- Work request -
Beneath this line are the data; copy exactly the part of them that opens with the line containing "let mut params = Vec::new();" and closes with the line containing "(or caller-copied) storage.", and only that part.
═══ Task material
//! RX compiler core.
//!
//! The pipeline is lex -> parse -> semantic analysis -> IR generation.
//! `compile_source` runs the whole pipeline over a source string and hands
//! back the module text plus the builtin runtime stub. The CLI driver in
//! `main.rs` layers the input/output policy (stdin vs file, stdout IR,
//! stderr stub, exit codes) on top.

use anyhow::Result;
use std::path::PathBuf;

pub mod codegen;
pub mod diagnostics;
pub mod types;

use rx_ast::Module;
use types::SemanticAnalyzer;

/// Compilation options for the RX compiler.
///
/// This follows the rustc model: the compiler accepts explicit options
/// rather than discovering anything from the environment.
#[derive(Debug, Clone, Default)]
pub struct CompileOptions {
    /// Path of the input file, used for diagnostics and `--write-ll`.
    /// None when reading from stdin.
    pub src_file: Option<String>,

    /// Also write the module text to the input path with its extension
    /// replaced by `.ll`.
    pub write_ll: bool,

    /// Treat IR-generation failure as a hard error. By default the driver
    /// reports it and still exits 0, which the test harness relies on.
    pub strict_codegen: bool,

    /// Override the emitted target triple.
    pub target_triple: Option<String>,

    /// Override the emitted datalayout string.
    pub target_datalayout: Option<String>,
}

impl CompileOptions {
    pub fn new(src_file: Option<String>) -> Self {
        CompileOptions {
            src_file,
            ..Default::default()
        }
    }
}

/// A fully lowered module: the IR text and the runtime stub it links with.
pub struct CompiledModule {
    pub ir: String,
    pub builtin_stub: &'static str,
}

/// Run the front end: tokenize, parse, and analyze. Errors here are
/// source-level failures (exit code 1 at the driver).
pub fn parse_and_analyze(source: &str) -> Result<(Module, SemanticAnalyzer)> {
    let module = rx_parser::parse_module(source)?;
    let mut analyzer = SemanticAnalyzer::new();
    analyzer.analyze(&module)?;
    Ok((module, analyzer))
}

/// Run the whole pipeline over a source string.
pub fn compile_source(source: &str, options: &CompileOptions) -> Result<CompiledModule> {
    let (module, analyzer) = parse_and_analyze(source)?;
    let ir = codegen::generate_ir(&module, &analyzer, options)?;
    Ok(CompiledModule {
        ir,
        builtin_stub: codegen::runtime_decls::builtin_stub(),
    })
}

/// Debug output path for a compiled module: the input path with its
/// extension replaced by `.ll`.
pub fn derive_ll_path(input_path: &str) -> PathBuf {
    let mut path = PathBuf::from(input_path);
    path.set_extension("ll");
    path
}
══════
═══ Task material
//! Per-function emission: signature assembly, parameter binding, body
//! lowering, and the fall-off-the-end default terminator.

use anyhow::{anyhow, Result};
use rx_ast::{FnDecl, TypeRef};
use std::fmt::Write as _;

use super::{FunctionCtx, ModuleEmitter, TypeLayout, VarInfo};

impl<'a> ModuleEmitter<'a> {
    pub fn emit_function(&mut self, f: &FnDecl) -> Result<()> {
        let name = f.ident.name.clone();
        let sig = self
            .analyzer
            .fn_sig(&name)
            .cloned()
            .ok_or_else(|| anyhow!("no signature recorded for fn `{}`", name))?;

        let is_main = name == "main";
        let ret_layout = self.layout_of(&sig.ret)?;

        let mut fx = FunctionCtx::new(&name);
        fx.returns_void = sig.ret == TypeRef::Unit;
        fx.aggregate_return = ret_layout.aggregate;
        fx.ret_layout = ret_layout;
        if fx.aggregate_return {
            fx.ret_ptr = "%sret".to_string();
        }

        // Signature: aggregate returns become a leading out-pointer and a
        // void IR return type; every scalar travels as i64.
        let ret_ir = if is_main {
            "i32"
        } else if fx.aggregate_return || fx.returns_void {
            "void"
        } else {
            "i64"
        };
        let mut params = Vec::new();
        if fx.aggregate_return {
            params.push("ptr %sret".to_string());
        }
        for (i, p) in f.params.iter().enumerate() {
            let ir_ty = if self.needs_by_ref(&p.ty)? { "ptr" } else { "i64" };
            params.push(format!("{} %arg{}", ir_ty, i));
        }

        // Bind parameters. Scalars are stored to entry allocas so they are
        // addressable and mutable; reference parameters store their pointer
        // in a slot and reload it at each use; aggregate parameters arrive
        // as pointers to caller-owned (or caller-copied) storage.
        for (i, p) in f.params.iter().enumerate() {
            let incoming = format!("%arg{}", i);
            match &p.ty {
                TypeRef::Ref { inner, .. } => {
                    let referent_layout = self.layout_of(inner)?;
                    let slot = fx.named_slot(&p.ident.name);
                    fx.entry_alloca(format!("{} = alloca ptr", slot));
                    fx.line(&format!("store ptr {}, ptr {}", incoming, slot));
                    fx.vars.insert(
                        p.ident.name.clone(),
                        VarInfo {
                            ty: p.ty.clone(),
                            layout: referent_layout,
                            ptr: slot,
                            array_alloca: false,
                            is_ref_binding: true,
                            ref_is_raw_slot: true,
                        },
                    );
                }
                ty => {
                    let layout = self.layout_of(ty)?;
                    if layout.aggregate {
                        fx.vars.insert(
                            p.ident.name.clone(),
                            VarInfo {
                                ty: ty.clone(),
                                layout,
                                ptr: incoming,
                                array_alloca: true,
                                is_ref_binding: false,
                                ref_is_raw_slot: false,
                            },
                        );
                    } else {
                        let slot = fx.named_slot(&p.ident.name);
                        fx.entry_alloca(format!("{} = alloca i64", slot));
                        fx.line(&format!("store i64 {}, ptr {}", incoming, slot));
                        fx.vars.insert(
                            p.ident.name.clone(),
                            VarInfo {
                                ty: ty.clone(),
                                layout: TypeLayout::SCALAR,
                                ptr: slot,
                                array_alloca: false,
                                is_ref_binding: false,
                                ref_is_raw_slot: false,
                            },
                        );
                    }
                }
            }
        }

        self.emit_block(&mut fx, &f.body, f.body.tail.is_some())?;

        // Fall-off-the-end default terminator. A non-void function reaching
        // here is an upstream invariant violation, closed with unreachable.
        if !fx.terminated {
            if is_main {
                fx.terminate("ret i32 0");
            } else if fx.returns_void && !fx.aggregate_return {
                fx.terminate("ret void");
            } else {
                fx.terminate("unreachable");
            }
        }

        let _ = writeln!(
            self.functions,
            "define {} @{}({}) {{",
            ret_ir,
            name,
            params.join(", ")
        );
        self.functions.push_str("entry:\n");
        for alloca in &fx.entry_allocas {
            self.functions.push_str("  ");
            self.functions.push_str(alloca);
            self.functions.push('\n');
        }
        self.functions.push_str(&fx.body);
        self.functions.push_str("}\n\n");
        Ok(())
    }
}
══════
- Solution for this exercise -
        let mut params = Vec::new();
        if fx.aggregate_return {
            params.push("ptr %sret".to_string());
        }
        for (i, p) in f.params.iter().enumerate() {
            let ir_ty = if self.needs_by_ref(&p.ty)? { "ptr" } else { "i64" };
            params.push(format!("{} %arg{}", ir_ty, i));
        }

        // Bind parameters. Scalars are stored to entry allocas so they are
        // addressable and mutable; reference parameters store their pointer
        // in a slot and reload it at each use; aggregate parameters arrive
        // as pointers to caller-owned (or caller-copied) storage.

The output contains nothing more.